その後も2台の進化は続き、世界中のファンも大注目だったが、WRCの規定変更、さらに世の中の変化(環境対応や省エネなど)などにより変革が求められた。どちらも最新モデルは競技ベース車両から最強の4WDロードスポーツへの進化を目指し、インプレッサWRXはWRXへと独立を果たすも、ランエボは2015年、WRX STIは2019年に生産終了……。一つの時代が終わった。
その後、2020年にトヨタがスポーツ4WDを復活させた。それがモリゾウこと豊田章男社長(当時)の「もっといいクルマづくり」の想いが色濃く反映されたモータースポーツ直系の4WDスポーツハッチ「GRヤリス」だ。「次期WRCホモロゲーションモデル」「素のままでローカルモータースポーツに参戦可能なパフォーマンス」「誰でも買えるスポーツカー」という直球勝負のコンセプトは、ランエボ/インプレッサWRXとほぼ同じ内容だった。

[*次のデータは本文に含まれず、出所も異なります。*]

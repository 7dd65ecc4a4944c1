//! Persisted entity records read by the templating layer.
//!
//! The records themselves are owned by an external storage layer; this
//! crate reads them through the capabilities in [`crate::store`]. The one
//! write path is the optional create-on-miss for named content items.

mod content_item;
mod page;
mod user;

pub use content_item::{ContentItem, PageContentItem};
pub use page::{CreatePage, Page};
pub use user::{ANONYMOUS_USER_ID, User};
//! In-memory store backend.

use std::collections::HashMap;

use parking_lot::RwLock;
use tracing::warn;
use uuid::Uuid;

use crate::models::{ContentItem, CreatePage, Page, PageContentItem};

use super::{ContentStore, PageStore};

#[derive(Debug, Default)]
struct Inner {
    pages: HashMap<Uuid, Page>,
    content_items: HashMap<Uuid, ContentItem>,
    bindings: Vec<PageContentItem>,
}

/// In-process store implementing [`PageStore`] and [`ContentStore`].
#[derive(Debug, Default)]
pub struct MemoryStore {
    inner: RwLock<Inner>,
}

impl MemoryStore {
    /// Create an empty store.
    pub fn new() -> Self {
        Self::default()
    }

    /// Create and insert a page, returning the stored record.
    pub fn add_page(&self, input: CreatePage) -> Page {
        let page = Page::new(input);
        self.inner.write().pages.insert(page.id, page.clone());
        page
    }

    /// Insert an existing page record, replacing any same-id record.
    pub fn insert_page(&self, page: Page) {
        self.inner.write().pages.insert(page.id, page);
    }

    /// Insert an existing content item record.
    pub fn insert_content_item(&self, item: ContentItem) {
        self.inner.write().content_items.insert(item.id, item);
    }

    /// Bind a content item into a named block on a page.
    pub fn attach(
        &self,
        page_id: Uuid,
        content_item_id: Uuid,
        block_name: &str,
        sort: i32,
    ) -> PageContentItem {
        let binding = PageContentItem::new(page_id, content_item_id, block_name, sort);
        self.inner.write().bindings.push(binding.clone());
        binding
    }

    /// Number of stored content items.
    pub fn content_item_count(&self) -> usize {
        self.inner.read().content_items.len()
    }
}

impl PageStore for MemoryStore {
    fn all_pages(&self) -> Vec<Page> {
        self.inner.read().pages.values().cloned().collect()
    }

    fn find_page(&self, id: Uuid) -> Option<Page> {
        self.inner.read().pages.get(&id).cloned()
    }
}

impl ContentStore for MemoryStore {
    fn find_content_item(&self, name: &str) -> Option<ContentItem> {
        self.inner
            .read()
            .content_items
            .values()
            .find(|item| item.name == name)
            .cloned()
    }

    fn create_content_item(&self, name: &str) -> ContentItem {
        let item = ContentItem::empty(name);
        self.inner
            .write()
            .content_items
            .insert(item.id, item.clone());
        item
    }

    fn page_content_items(
        &self,
        page_id: Uuid,
        block_name: &str,
    ) -> Vec<(PageContentItem, ContentItem)> {
        let inner = self.inner.read();
        let mut rows = Vec::new();
        for binding in &inner.bindings {
            if binding.page_id != page_id || binding.block_name != block_name {
                continue;
            }
            match inner.content_items.get(&binding.content_item_id) {
                Some(item) => rows.push((binding.clone(), item.clone())),
                None => {
                    warn!(
                        binding = %binding.id,
                        content_item = %binding.content_item_id,
                        "binding references a missing content item"
                    );
                }
            }
        }
        rows
    }
}
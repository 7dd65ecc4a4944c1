//! Page model: one node of the site tree.

use serde::{Deserialize, Serialize};
use uuid::Uuid;

/// Page record.
///
/// Pages form a forest via `parent_id`; sibling order is `weight`
/// ascending (ties broken by `created`, then `id`). Depth and nested-set
/// intervals are not stored — [`crate::tree::NavTree`] derives them when
/// it indexes the forest.
#[derive(Debug, Clone, PartialEq, Eq, Serialize, Deserialize)]
pub struct Page {
    /// Unique identifier (UUIDv7).
    pub id: Uuid,

    /// Optional parent page; `None` marks a tree root.
    pub parent_id: Option<Uuid>,

    /// Display title. Top-level pages double as menu roots, looked up
    /// by title.
    pub title: String,

    /// Link destination path (e.g. "/about/team").
    pub path: String,

    /// Sort weight among siblings (lower = earlier).
    pub weight: i32,

    /// Whether the page appears in menus at all.
    pub show_in_menu: bool,

    /// Whether anonymous visitors may see the page. Non-public pages are
    /// subject to the injected access policy.
    pub public: bool,

    /// Unix timestamp when created.
    pub created: i64,

    /// Unix timestamp when last changed.
    pub changed: i64,
}

/// Input for creating a page.
#[derive(Debug, Clone, Deserialize)]
pub struct CreatePage {
    pub parent_id: Option<Uuid>,
    pub title: String,
    pub path: String,
    pub weight: Option<i32>,
    pub show_in_menu: Option<bool>,
    pub public: Option<bool>,
}

impl Page {
    /// Build a page record from creation input.
    pub fn new(input: CreatePage) -> Self {
        let now = chrono::Utc::now().timestamp();
        Self {
            id: Uuid::now_v7(),
            parent_id: input.parent_id,
            title: input.title,
            path: input.path,
            weight: input.weight.unwrap_or(0),
            show_in_menu: input.show_in_menu.unwrap_or(true),
            public: input.public.unwrap_or(true),
            created: now,
            changed: now,
        }
    }
}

GRヤリス開発チームは「当時トヨタは、ランエボ/インプレッサWRXのようなクルマが作れず悔しい思いをしましたが、モリゾウさんの“もっといいクルマをつくろう”の号令の元に、20年ぶりにスポーツ4WDを復活させることができた」と語る。そんなGRヤリスは、まさに2台のスポーツ4WDのDNAを間接的に受け継ぐ「令和のラストサムライ」と呼べる存在だと言えないだろうか。